Question

blastn_vdb "- Error opening the following db(s): "

0

Entering edit mode

7.8 years ago

musta1234 ▴ 30

Background:

I used blastn_vdb, part of the sra toolkit, to blast a set of genomes on the ncbi wgs database following the instructions provided at: ftp://ftp.ncbi.nlm.nih.gov/blast/WGS_TOOLS/README_BLASTWGS.txt I attempted running blastn_vdb using a nucleotide fasta query (4 sequences, ~1kb each) on all gammaproteobacteria WGS sequences (24,507 wgs genomes). blastn_vdb downloaded 24040 genomes (XXX00N.cache) and 439 other XXX00N files without .cache extension before exiting with the following error messages. I have more than enough available disk space for wgs and blast output folders.

Commands:

taxid2wgs.pl -title "Gammaprot" -alias_file Gammaprot 1236
blastn_vdb -query ../queries/queries.fna -db Gammaprot -outfmt '6 std qlen slen' -out Gammaprot_v_queries.txt

Error message:

NCBI C++ Exception:
T0 "/export/home/tomcat/TeamCity/Agent3/work/9b0ff710cbae2b8c/blastn/c++/src/internal/blast/vdb/vdb2blast_util.cpp", line 266: Error: ncbi::CVDBBlastUtil::x_MakeSRASeqSrc() - Error opening the following db(s): MPCP01

This error is reported for 100s of wgs IDs and I checked a few of these wgs IDs and found intact sequences on ncbi web interface.

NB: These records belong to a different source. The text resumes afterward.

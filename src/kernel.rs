//! The kernel-level collaborators: moving the program break, mapping and
//! unmapping anonymous memory, reading the page size, and the
//! fatal-error reporter. Everything here is a thin wrapper around
//! `libc`; the rest of the crate never touches `libc` directly, only
//! these named call sites.

use libc::{c_void, intptr_t};
use log::error;

/// Advances the program break by `delta` bytes (negative shrinks it,
/// zero queries it) and returns the previous break address.
///
/// # Panics / Aborts
/// Calls [`die`] (never returns) if the kernel reports failure.
pub fn move_break(delta: isize) -> *mut u8 {
  let prev = unsafe { libc::sbrk(delta as intptr_t) };
  if prev == usize::MAX as *mut c_void {
    die("sbrk");
  }
  prev as *mut u8
}

/// Queries the current program break without moving it.
pub fn current_break() -> *mut u8 {
  move_break(0)
}

/// Requests a fresh, zeroed, private anonymous mapping of `length` bytes.
///
/// # Panics / Aborts
/// Calls [`die`] (never returns) if the kernel reports failure.
pub fn map_anonymous(length: usize) -> *mut u8 {
  let addr = unsafe {
    libc::mmap(
      std::ptr::null_mut(),
      length,
      libc::PROT_READ | libc::PROT_WRITE,
      libc::MAP_PRIVATE | libc::MAP_ANONYMOUS,
      -1,
      0,
    )
  };
  if addr == libc::MAP_FAILED {
    die("mmap");
  }
  addr as *mut u8
}

/// Releases exactly the range `[addr, addr + length)` from a prior
/// [`map_anonymous`] call.
///
/// # Safety
/// `addr`/`length` must describe a currently-mapped range obtained from
/// [`map_anonymous`].
pub unsafe fn unmap(addr: *mut u8, length: usize) {
  let rc = unsafe { libc::munmap(addr as *mut c_void, length) };
  if rc != 0 {
    die("munmap");
  }
}

/// System page size, in bytes.
pub fn page_size() -> usize {
  unsafe { libc::sysconf(libc::_SC_PAGESIZE) as usize }
}

/// Reports a fatal, unrecoverable kernel-primitive failure and aborts the
/// process. `label` names the failing syscall. Never returns.
///
/// The allocator's own data structures may be half-committed at this
/// point and no recovery is attempted: losing the ability to obtain
/// backing memory is unrecoverable for an allocator.
pub fn die(label: &str) -> ! {
  let errno = std::io::Error::last_os_error();
  error!("fatal allocator error: {label} failed: {errno}");
  eprintln!("rallocator: fatal: {label} failed: {errno}");
  std::process::abort();
}
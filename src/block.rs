use std::ptr;

/// Which of the two lists a block belongs to, and whether it is currently
/// handed out to a caller.
///
/// `Free` and `Allocated` only ever appear on the heap list; `Mapped` only
/// ever appears on the mapped list. A block never transitions directly
/// between `Allocated` (heap) and `Mapped` — crossing that boundary always
/// goes through a fresh allocation and a copy (see `core::resize`).
#[derive(Debug, Clone, Copy, PartialEq, Eq)]
pub enum BlockStatus {
  Free,
  Allocated,
  Mapped,
}

/// In-band header immediately preceding every payload, heap or mapped.
///
/// `size` is always the aligned payload length that follows this header —
/// never the header's own size, never an unaligned request size. `prev`
/// and `next` link the block into whichever sentinel list owns it.
pub struct Block {
  pub status: BlockStatus,
  pub size: usize,
  pub prev: *mut Block,
  pub next: *mut Block,
}

impl Block {
  pub fn new(status: BlockStatus, size: usize) -> Self {
    Self {
      status,
      size,
      prev: ptr::null_mut(),
      next: ptr::null_mut(),
    }
  }

  /// Address of the payload this header owns, given the header's own
  /// address and the crate-wide header size.
  ///
  /// # Safety
  /// `header` must point at a live `Block`.
  pub unsafe fn payload(header: *mut Block, header_size: usize) -> *mut u8 {
    unsafe { (header as *mut u8).add(header_size) }
  }

  /// Recovers the header address from a payload pointer. This is the sole
  /// mechanism by which `free`/`resize` resolve a caller's pointer back to
  /// its metadata.
  ///
  /// # Safety
  /// `payload` must have been returned by this allocator's `allocate`,
  /// `zeroed_allocate`, or `resize`.
  pub unsafe fn header_of(payload: *mut u8, header_size: usize) -> *mut Block {
    unsafe { payload.sub(header_size) as *mut Block }
  }
}
//! Chat session management.
//!
//! A session owns the conversation history, the inferred session context and
//! the chat engine. Each submission is handled to completion before the next
//! is accepted: extract context, run the engine turn, append both messages
//! to the history. The history is the single source of truth for rendering
//! and for the model call's history parameter.

use crate::chat::engine::ChatEngine;
use crate::context::{extractor, CareerStage, SessionContext};
use crate::llm::ChatMessage;

fn stage_acknowledgement(stage: CareerStage) -> Option<&'static str> {
    match stage {
        CareerStage::Starter => Some(
            "Thanks for letting me know you're just starting your career journey! I'll tailor \
             my guidance to help you build a strong foundation. What specific aspect of \
             starting your career would you like help with?",
        ),
        CareerStage::Restarter => Some(
            "I understand you're returning to work after a break. That takes courage! I'll \
             focus on helping you leverage your previous experience while navigating this \
             transition. What's your biggest concern about restarting your career?",
        ),
        CareerStage::Riser => Some(
            "Great to know you're looking to advance in your established career! I'll focus on \
             strategies to help you continue growing professionally. What specific aspect of \
             career advancement are you currently focusing on?",
        ),
        CareerStage::Unset => None,
    }
}

/// One user's conversation with the assistant
pub struct ChatSession {
    engine: ChatEngine,
    context: SessionContext,
    messages: Vec<ChatMessage>,
}

impl ChatSession {
    pub fn new(engine: ChatEngine) -> Self {
        Self {
            engine,
            context: SessionContext::new(),
            messages: Vec::new(),
        }
    }

    /// Handle one user submission to completion and return the reply.
    ///
    /// The pipeline is: update the session context from the new text, run
    /// the engine turn against the prior history, then append the user and
    /// assistant messages.
    pub async fn send(&mut self, user_input: &str) -> String {
        extractor::extract(user_input, &mut self.context);

        let reply = self.engine.respond(user_input, &self.messages, &self.context).await;

        self.messages.push(ChatMessage::user(user_input));
        self.messages.push(ChatMessage::assistant(reply.clone()));
        reply
    }

    /// Explicit stage selection (e.g. from a stage-picker UI).
    ///
    /// Unlike keyword extraction this overwrites any previous stage, and the
    /// assistant acknowledges the selection in the history.
    pub fn set_stage(&mut self, stage: CareerStage) {
        self.context.career_stage = stage;
        if let Some(ack) = stage_acknowledgement(stage) {
            self.messages.push(ChatMessage::assistant(ack));
        }
    }

    pub fn context(&self) -> &SessionContext {
        &self.context
    }

    pub fn messages(&self) -> &[ChatMessage] {
        &self.messages
    }

    pub fn engine(&self) -> &ChatEngine {
        &self.engine
    }

    /// Restore loaded messages as the conversation history
    pub fn restore_messages(&mut self, messages: Vec<ChatMessage>) {
        self.messages = messages;
    }

    /// Destroy the session state: context and history
    pub fn reset(&mut self) {
        self.context = SessionContext::new();
        self.messages.clear();
    }
}
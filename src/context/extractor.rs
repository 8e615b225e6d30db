//! Keyword-driven context extraction.
//!
//! Scans free-form user text for fixed keyword and phrase tables and updates
//! the [`SessionContext`] in place. Matching is plain substring containment,
//! not word-boundary-aware; a keyword may match inside a longer word. The
//! tables are evaluated in a fixed, documented order and the first hit wins
//! per rule family per call. This never fails; the worst case is a no-op.

use crate::context::session::{CareerStage, SessionContext};

const STARTER_KEYWORDS: &[&str] =
    &["starting", "beginner", "entry level", "new graduate", "first job", "student"];
const RESTARTER_KEYWORDS: &[&str] =
    &["returning", "break", "gap", "maternity", "re-enter", "restart"];
const RISER_KEYWORDS: &[&str] =
    &["promotion", "advancing", "leadership", "senior", "manager", "director", "experienced"];

/// Industry tables, checked in this order; the first industry with a keyword
/// hit wins.
const INDUSTRY_KEYWORDS: &[(&str, &[&str])] = &[
    ("technology", &["tech", "software", "it", "developer", "programming", "digital"]),
    ("healthcare", &["health", "medical", "nurse", "doctor", "hospital", "pharma"]),
    ("finance", &["finance", "banking", "accounting", "investment", "financial"]),
    ("education", &["education", "teaching", "teacher", "school", "academic", "professor"]),
    ("creative", &["design", "art", "writing", "creative", "media"]),
];

const SKILL_PHRASES: &[&str] = &[
    "experience in",
    "skilled in",
    "knowledge of",
    "proficient in",
    "expert in",
    "familiar with",
];
const CHALLENGE_PHRASES: &[&str] =
    &["struggle with", "challenge", "difficult", "problem", "issue", "hard time with"];
const GOAL_PHRASES: &[&str] =
    &["goal", "aim", "objective", "aspire", "want to", "hope to", "plan to"];

const SKILL_MIN_LEN: usize = 2;
const CHALLENGE_MIN_LEN: usize = 2;
const GOAL_MIN_LEN: usize = 5;

/// Scan `text` and update `context` in place.
///
/// Five independent rule families run per call: career stage, industry,
/// skills, challenges, career goal. Stage and industry only fire while their
/// slot is unset; skills and challenges append with exact-string dedup; the
/// goal is overwritten on every hit.
pub fn extract(text: &str, context: &mut SessionContext) {
    // ASCII lowering keeps byte offsets aligned with the original text, so
    // phrase captures can preserve the user's casing.
    let lower = text.to_ascii_lowercase();

    detect_stage(&lower, context);
    detect_industry(&lower, context);

    if let Some(skill) = capture_after_phrase(text, &lower, SKILL_PHRASES, SKILL_MIN_LEN) {
        context.add_skill(skill);
    }
    if let Some(challenge) = capture_after_phrase(text, &lower, CHALLENGE_PHRASES, CHALLENGE_MIN_LEN)
    {
        context.add_challenge(challenge);
    }
    if let Some(goal) = capture_after_phrase(text, &lower, GOAL_PHRASES, GOAL_MIN_LEN) {
        context.set_goal(goal);
    }
}

fn contains_any(lower: &str, keywords: &[&str]) -> bool {
    keywords.iter().any(|k| lower.contains(k))
}

/// Stage families are checked in priority order: starter, restarter, riser.
fn detect_stage(lower: &str, context: &mut SessionContext) {
    if context.career_stage.is_set() {
        return;
    }

    let stage = if contains_any(lower, STARTER_KEYWORDS) {
        CareerStage::Starter
    } else if contains_any(lower, RESTARTER_KEYWORDS) {
        CareerStage::Restarter
    } else if contains_any(lower, RISER_KEYWORDS) {
        CareerStage::Riser
    } else {
        return;
    };

    context.set_stage_if_unset(stage);
}

fn detect_industry(lower: &str, context: &mut SessionContext) {
    if context.industry.is_some() {
        return;
    }

    for (industry, keywords) in INDUSTRY_KEYWORDS {
        if contains_any(lower, keywords) {
            context.set_industry_if_unset(*industry);
            return;
        }
    }
}

/// Phrase-anchored capture: find the first trigger phrase, take the text from
/// just after it to the next punctuation mark or end of string, and trim.
///
/// Only the first matching phrase in table order is used per call; a second
/// phrase of the same family in the same message is ignored, even when the
/// first capture fails the length check.
fn capture_after_phrase(
    original: &str,
    lower: &str,
    phrases: &[&str],
    min_len: usize,
) -> Option<String> {
    let (phrase, pos) = phrases
        .iter()
        .find_map(|phrase| lower.find(phrase).map(|pos| (phrase, pos)))?;

    let rest = &original[pos + phrase.len()..];
    let end = rest.find(['.', ',', ';', '!', '?']).unwrap_or(rest.len());
    let captured = rest[..end].trim();

    if captured.chars().count() > min_len {
        Some(captured.to_string())
    } else {
        None
    }
}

Any help or hint is appreciated.

sra sra-toolkit blast blastn_vdb wgs • 3.0k views

ADD COMMENT • link updated 5 months ago by cduvallet • 0 • written 7.8 years ago by musta1234 ▴ 30

0

Entering edit mode

Hi @musta1234, did you find a way to get this to work?

ADD REPLY • link 2.6 years ago by bioinfo17 ▴ 30

score 0 · Answer 1 · 2024-06-10

I encountered a similar error and emailed NCBI and got the following response:

WGS datasets are numerous, they are stored within the same system as the SRA datasets with even larger number of volumes. Some lookup and retrieval for blast need will fail, which often is a reflection of the server status for that SRA retrieval system, there is nothing wrong with the db volume reported back. It is unfortunate that this will break the blast search. You may want to consider break up the alias into smaller subsets manually and search each separately.

So it seems that the retrieval is expected to fail sometimes even for db ID's that do exist. Maybe there is a workaround or maybe this behavior will be updated soon, but in case it isn't I hope this is helpful for future folks!